Alla base della decisione di fare le valigie e andare a lavorare all’estero ci sono diverse motivazioni: prima di tutto il desiderio di cambiare, avevo la necessità di confrontarmi con un sistema diverso da quello italiano.
Quindi?
Ho pensato che il trasferimento Oltralpe sarebbe stata un’occasione per mettermi in luce, visto che in Italia non è così facile avere delle opportunità: anche se ho quasi quarant’anni, per molti sono considerato un allenatore giovane, e assumere un under 40 equivale a rischiare. Anche se poi alleno da praticamente vent’anni. All’estero si fa meno caso all’anagrafe, sia per l’età che per il cognome.
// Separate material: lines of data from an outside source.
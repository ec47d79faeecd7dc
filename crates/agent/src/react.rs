//! The ReAct reasoning loop — Thought → Action → Observation cycles
//! until a Final Answer or the iteration budget runs out.
//!
//! The loop is stateless between invocations: each `solve` call builds
//! a transient session, renders a fresh prompt per iteration from the
//! user input + tool descriptions + history-so-far, and hands the
//! completion to the output parser.
//!
//! Failure policy:
//! - Tool-level failures (unknown tool, handler error) become
//!   observations; the loop continues so the model can self-correct.
//! - Parse failures and exhausted provider fallback abort the loop.
//! - `solve` itself never fails: an aborted or exhausted loop returns a
//!   fixed apology instead.

use crate::parser::{OutputParser, ParsedResponse};
use crate::prompt::PromptTemplate;
use cogito_core::tool::ToolRegistry;
use cogito_core::turn::ConversationTurn;
use cogito_providers::ModelHub;
use serde::Serialize;
use std::sync::Arc;
use tracing::{debug, error, info, warn};
use uuid::Uuid;

const DEFAULT_MAX_ITERATIONS: usize = 5;

/// Returned when the loop cannot produce a final answer.
pub const APOLOGY: &str =
    "I apologize, but I was unable to complete the task within the allowed iterations.";

/// The outcome of one `solve` invocation.
#[derive(Debug, Clone, Serialize)]
pub struct SolveResult {
    /// The answer text (or the fixed apology)
    pub final_answer: String,

    /// The full reasoning history, useful for audit and logging
    pub history: Vec<ConversationTurn>,

    /// How many completion calls the loop consumed
    pub iterations: usize,
}

/// The ReAct agent: a model hub, a tool registry, and a parser.
pub struct ReactAgent {
    hub: Arc<ModelHub>,
    tools: Arc<ToolRegistry>,
    parser: OutputParser,
    max_iterations: usize,
}

impl ReactAgent {
    pub fn new(hub: Arc<ModelHub>, tools: Arc<ToolRegistry>) -> Self {
        Self {
            hub,
            tools,
            parser: OutputParser::new(),
            max_iterations: DEFAULT_MAX_ITERATIONS,
        }
    }

    /// Set the iteration budget.
    pub fn with_max_iterations(mut self, max_iterations: usize) -> Self {
        self.max_iterations = max_iterations;
        self
    }

    /// Run the reasoning loop over a user input.
    ///
    /// Never fails: every outcome, including provider errors and
    /// unparseable completions, is folded into the returned result.
    pub async fn solve(&self, user_input: &str) -> SolveResult {
        let session = Uuid::new_v4();
        let mut history: Vec<ConversationTurn> = Vec::new();
        let mut iterations = 0usize;
        let mut final_answer: Option<String> = None;

        info!(%session, max_iterations = self.max_iterations, "ReAct loop starting");

        while iterations < self.max_iterations && final_answer.is_none() {
            let chat_history = history
                .iter()
                .map(ConversationTurn::render)
                .collect::<Vec<_>>()
                .join("\n");
            let prompt = PromptTemplate::reasoning(
                user_input,
                &self.tools.describe_all(),
                &chat_history,
            );

            let completion = match self.hub.complete(&prompt, &[]).await {
                Ok(text) => text,
                Err(e) => {
                    warn!(%session, error = %e, "Provider failed after fallback, aborting loop");
                    break;
                }
            };

            match self.parser.parse(&completion) {
                Ok(ParsedResponse::Thought { content }) => {
                    debug!(%session, iteration = iterations, "Thought recorded");
                    history.push(ConversationTurn::assistant(format!("Thought: {content}")));
                }

                Ok(ParsedResponse::Action {
                    thought,
                    tool,
                    parameters,
                }) => {
                    if let Some(thought) = thought {
                        history.push(ConversationTurn::assistant(format!("Thought: {thought}")));
                    }
                    info!(%session, tool = %tool, "Action: using tool");
                    history.push(ConversationTurn::assistant(format!(
                        "Action: using tool {tool}"
                    )));

                    let observation = match self.tools.execute(&tool, parameters).await {
                        Ok(output) => {
                            format!("Observation: {}", self.parser.format_observation(&output))
                        }
                        Err(e) => {
                            warn!(%session, tool = %tool, error = %e, "Tool execution failed");
                            format!("Observation: Error executing tool: {e}")
                        }
                    };
                    debug!(%session, "Observation recorded");
                    history.push(ConversationTurn::system(observation));
                }

                Ok(ParsedResponse::FinalAnswer { content }) => {
                    info!(%session, iteration = iterations, "Final answer produced");
                    history.push(ConversationTurn::assistant(format!(
                        "Final Answer: {content}"
                    )));
                    final_answer = Some(content);
                }

                Err(e) => {
                    error!(%session, error = %e, "Failed to parse model response, aborting loop");
                    break;
                }
            }

            iterations += 1;
        }

        if final_answer.is_none() {
            warn!(%session, iterations, "Loop ended without a final answer");
        }

        SolveResult {
            final_answer: final_answer.unwrap_or_else(|| APOLOGY.to_string()),
            history,
            iterations,
        }
    }

    /// Convenience wrapper: run the loop and project out the answer.
    pub async fn process_message(&self, user_input: &str) -> String {
        self.solve(user_input).await.final_answer
    }

    /// Ask the lightweight model to turn a thought into a JSON tool
    /// call. The raw JSON text is returned for the caller to decode.
    pub async fn propose_action(
        &self,
        thought: &str,
    ) -> Result<String, cogito_core::error::ProviderError> {
        let prompt = PromptTemplate::tool_json(thought, &self.tools.describe_all());
        self.hub.complete_json(&prompt).await
    }
}
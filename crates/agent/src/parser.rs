//! Output parser — turns a raw model completion into a structured
//! `ParsedResponse`.
//!
//! The ReAct protocol is plain text with three labeled forms:
//!
//! ```text
//! Thought: <reasoning>
//! Action: <JSON object naming a tool and its parameters>
//! Final Answer: <terminal response>
//! ```
//!
//! Parsing is an explicit scanner with ordered alternatives — first
//! match wins:
//!
//! 1. `Final Answer:` beats everything, including a co-present Action.
//! 2. An `Action:` whose payload decodes as `{"tool": ..., "parameters": {...}}`
//!    becomes an Action, carrying the Thought that preceded it.
//! 3. An announced Action whose payload does NOT decode is fatal for the
//!    step, even when a Thought is present.
//! 4. A lone `Thought:` is a Thought.
//! 5. Anything else is unparseable.
//!
//! A label's content runs from just after the label to the first
//! newline followed by an ASCII uppercase letter (the start of the next
//! labeled line), or to the end of the input.

use cogito_core::error::ParseError;
use cogito_core::tool::{ToolOutput, ToolParams};
use serde_json::Value;

const FINAL_ANSWER_LABEL: &str = "Final Answer: ";
const THOUGHT_LABEL: &str = "Thought: ";
const ACTION_LABEL: &str = "Action: ";

/// One structured interpretation of a model completion.
#[derive(Debug, Clone, PartialEq)]
pub enum ParsedResponse {
    /// Intermediate reasoning, no action yet
    Thought { content: String },
    /// A request to invoke a tool, with the reasoning that produced it
    Action {
        thought: Option<String>,
        tool: String,
        parameters: ToolParams,
    },
    /// Terminal output of the loop
    FinalAnswer { content: String },
}

/// The output grammar parser. Stateless; `parse` is a pure function.
#[derive(Debug, Clone, Copy, Default)]
pub struct OutputParser;

impl OutputParser {
    pub fn new() -> Self {
        Self
    }

    /// Parse a model completion into exactly one `ParsedResponse`.
    pub fn parse(&self, text: &str) -> Result<ParsedResponse, ParseError> {
        let text = text.trim();

        if let Some(content) = capture(text, FINAL_ANSWER_LABEL) {
            return Ok(ParsedResponse::FinalAnswer { content });
        }

        let thought = capture(text, THOUGHT_LABEL);

        if let Some(payload) = capture(text, ACTION_LABEL) {
            let (tool, parameters) = decode_action(&payload)?;
            return Ok(ParsedResponse::Action {
                thought,
                tool,
                parameters,
            });
        }

        if let Some(content) = thought {
            return Ok(ParsedResponse::Thought { content });
        }

        Err(ParseError::Unrecognized {
            snippet: snippet(text),
        })
    }

    /// Render a tool call as the JSON text the model is asked to emit.
    pub fn format_tool_response(&self, name: &str, parameters: &ToolParams) -> String {
        let call = serde_json::json!({
            "tool": name,
            "parameters": parameters,
        });
        serde_json::to_string_pretty(&call).unwrap_or_default()
    }

    /// Render a tool result as observation text: structured values are
    /// serialized as JSON, scalars are stringified.
    pub fn format_observation(&self, output: &ToolOutput) -> String {
        match output {
            ToolOutput::Structured(value) => {
                serde_json::to_string_pretty(value).unwrap_or_default()
            }
            ToolOutput::Scalar(scalar) => scalar.to_string(),
        }
    }
}

/// Capture the content following `label`, up to the next labeled line
/// or end of input. The label may occur anywhere in the text.
fn capture(text: &str, label: &str) -> Option<String> {
    let start = text.find(label)? + label.len();
    let rest = &text[start..];

    let bytes = rest.as_bytes();
    let mut end = rest.len();
    for i in 0..bytes.len() {
        if bytes[i] == b'\n' && bytes.get(i + 1).is_some_and(|c| c.is_ascii_uppercase()) {
            end = i;
            break;
        }
    }

    Some(rest[..end].trim().to_string())
}

/// Decode an Action payload: a JSON object with a string `tool` key and
/// an optional `parameters` object.
fn decode_action(payload: &str) -> Result<(String, ToolParams), ParseError> {
    let value: Value =
        serde_json::from_str(payload).map_err(|e| ParseError::InvalidActionPayload {
            reason: e.to_string(),
        })?;

    let object = value
        .as_object()
        .ok_or_else(|| ParseError::InvalidActionPayload {
            reason: "Action payload is not a JSON object".into(),
        })?;

    let tool = object
        .get("tool")
        .and_then(Value::as_str)
        .ok_or_else(|| ParseError::InvalidActionPayload {
            reason: "Action payload is missing a string 'tool' key".into(),
        })?
        .to_string();

    let parameters = match object.get("parameters") {
        None => ToolParams::new(),
        Some(Value::Object(map)) => map.clone(),
        Some(_) => {
            return Err(ParseError::InvalidActionPayload {
                reason: "Action 'parameters' is not a JSON object".into(),
            });
        }
    };

    Ok((tool, parameters))
}

fn snippet(text: &str) -> String {
    text.chars().take(100).collect()
}

#[cfg(test)]
mod tests {
    use super::*;
    use cogito_core::tool::Scalar;

    fn parser() -> OutputParser {
        OutputParser::new()
    }

    #[test]
    fn parses_final_answer() {
        let result = parser().parse("Final Answer: The result is 4.").unwrap();
        assert_eq!(
            result,
            ParsedResponse::FinalAnswer {
                content: "The result is 4.".into()
            }
        );
    }

    #[test]
    fn final_answer_beats_action() {
        let text = "Thought: I am done.\n\
                    Action: {\"tool\": \"calculator\", \"parameters\": {\"expression\": \"2+2\"}}\n\
                    Final Answer: 4";
        let result = parser().parse(text).unwrap();
        assert_eq!(result, ParsedResponse::FinalAnswer { content: "4".into() });
    }

    #[test]
    fn parses_thought_alone() {
        let result = parser()
            .parse("Thought: I should figure out what the user wants.")
            .unwrap();
        assert_eq!(
            result,
            ParsedResponse::Thought {
                content: "I should figure out what the user wants.".into()
            }
        );
    }

    #[test]
    fn thought_content_spans_lowercase_continuation_lines() {
        let text = "Thought: this is step one\nand this is still the same thought";
        let result = parser().parse(text).unwrap();
        assert_eq!(
            result,
            ParsedResponse::Thought {
                content: "this is step one\nand this is still the same thought".into()
            }
        );
    }

    #[test]
    fn thought_stops_at_next_labeled_line() {
        let text = "Final Answer: done\nThought: leftover";
        // Final Answer content must not swallow the Thought label line
        let result = parser().parse(text).unwrap();
        assert_eq!(
            result,
            ParsedResponse::FinalAnswer {
                content: "done".into()
            }
        );
    }

    #[test]
    fn parses_action_with_parameters_and_thought() {
        let text = "Thought: I need to compute something.\n\
                    Action: {\"tool\": \"calculator\", \"parameters\": {\"expression\": \"2+2\"}}";
        let result = parser().parse(text).unwrap();
        match result {
            ParsedResponse::Action {
                thought,
                tool,
                parameters,
            } => {
                assert_eq!(thought.as_deref(), Some("I need to compute something."));
                assert_eq!(tool, "calculator");
                assert_eq!(parameters.get("expression").unwrap(), "2+2");
            }
            other => panic!("Expected Action, got: {other:?}"),
        }
    }

    #[test]
    fn action_parameters_default_to_empty() {
        let result = parser()
            .parse("Action: {\"tool\": \"current_time\"}")
            .unwrap();
        match result {
            ParsedResponse::Action {
                tool, parameters, ..
            } => {
                assert_eq!(tool, "current_time");
                assert!(parameters.is_empty());
            }
            other => panic!("Expected Action, got: {other:?}"),
        }
    }

    #[test]
    fn undecodable_action_is_fatal_even_with_thought() {
        let text = "Thought: let me use a tool.\nAction: {not valid json";
        let err = parser().parse(text).unwrap_err();
        assert!(matches!(err, ParseError::InvalidActionPayload { .. }));
    }

    #[test]
    fn action_payload_must_be_an_object() {
        let err = parser().parse("Action: [1, 2, 3]").unwrap_err();
        assert!(matches!(err, ParseError::InvalidActionPayload { .. }));
    }

    #[test]
    fn action_requires_string_tool_key() {
        let err = parser()
            .parse("Action: {\"parameters\": {\"x\": 1}}")
            .unwrap_err();
        assert!(matches!(err, ParseError::InvalidActionPayload { .. }));

        let err = parser().parse("Action: {\"tool\": 42}").unwrap_err();
        assert!(matches!(err, ParseError::InvalidActionPayload { .. }));
    }

    #[test]
    fn non_object_parameters_are_rejected() {
        let err = parser()
            .parse("Action: {\"tool\": \"search\", \"parameters\": [\"a\"]}")
            .unwrap_err();
        assert!(matches!(err, ParseError::InvalidActionPayload { .. }));
    }

    #[test]
    fn unlabeled_text_is_unrecognized() {
        let err = parser().parse("I'm just chatting with no labels").unwrap_err();
        assert!(matches!(err, ParseError::Unrecognized { .. }));
    }

    #[test]
    fn format_tool_response_emits_tool_and_parameters() {
        let mut params = ToolParams::new();
        params.insert("expression".into(), serde_json::json!("2+2"));

        let rendered = parser().format_tool_response("calculator", &params);
        let value: serde_json::Value = serde_json::from_str(&rendered).unwrap();
        assert_eq!(value["tool"], "calculator");
        assert_eq!(value["parameters"]["expression"], "2+2");
    }

    #[test]
    fn format_observation_stringifies_scalars() {
        let p = parser();
        assert_eq!(p.format_observation(&ToolOutput::number(4.0)), "4");
        assert_eq!(p.format_observation(&ToolOutput::number(2.5)), "2.5");
        assert_eq!(p.format_observation(&ToolOutput::text("hi")), "hi");
        assert_eq!(
            p.format_observation(&ToolOutput::Scalar(Scalar::Bool(true))),
            "true"
        );
    }

    #[test]
    fn structured_observation_roundtrips() {
        let original = serde_json::json!({
            "location": "Tokyo",
            "temperature_c": 21.5,
            "conditions": "Clear skies"
        });
        let rendered = parser().format_observation(&ToolOutput::structured(original.clone()));
        let back: serde_json::Value = serde_json::from_str(&rendered).unwrap();
        assert_eq!(back, original);
    }
}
Solo desiderio di cambiare, dunque?
No, c’è anche il fatto che in Francia siamo considerati dei professionisti: insomma, siamo tutelati e considerati lavoratori a tutti gli effetti. Per esempio, abbiamo i contributi per la pensione, a differenza di quel che accade in Italia.
Una differenza in apparenza banale, rispetto al nostro Paese, ma in realtà fondamentale per chi lavora.
Sì, in Italia si firmano contratti di prestazioni sportiva dilettantistica, il che significa che non esistono contributi per la pensione, ma soprattutto che, nel caso in cui il contratto non venga rispettato (cosa che purtroppo accade spesso), non si è tutelati: adire le vie legali richiederebbe troppo tempo, senza nemmeno la garanzia di ottenere un risultato.
In Francia, invece, come funzionano le cose?
Qui si è assunti regolarmente: la categoria di istruttore sportivo è riconosciuta e tutelata come tutte le altre. Si versano i contributi e i contratti vengono onorati sempre; inoltre se un allenatore o un giocatore rimane senza squadra ha diritto a ricevere un sussidio di disoccupazione e continua a ricevere i contributi per la pensione.
E’ per questo motivo che sempre più allenatori decidono di andare via dall’Italia? Per restare alla pallavolo, è il caso di Marcello Abbondanza, Angiolino Frigoni e Gianni Caprara, solo per citare i più famosi.
C’è da considerare, prima di tutto, che complice la crisi che sta falcidiando il numero di squadre del nostro campionato ci sono sempre meno posti di lavoro. Poi c’è la motivazione economica: accanto a coach che vengono chiamati in campionati ricchissimi come quello russo o quello turco, c’è chi invece sceglie la Francia, la Germania o i Paesi dell’Europa centrale dove, a dispetto di stipendi non altissimi, ci sono garanzie lavorative che in Italia mancano.
Si rischia, però, che il sistema sportivo italiano in questo modo si impoverisca.
Sì, perché sono sempre di più gli allenatori e i giocatori che scelgono di andare in altri campionati. Il livello tecnico, nel volley, per il momento si sta abbassando soprattutto in serie A2, mentre la serie A1 è salva grazie a cinque o sei club che continuano a spendere per avere i migliori giocatori al mondo. Ma, se sciaguratamente dovessimo perdere questi club, il nostro diverrebbe un campionato di basso livello.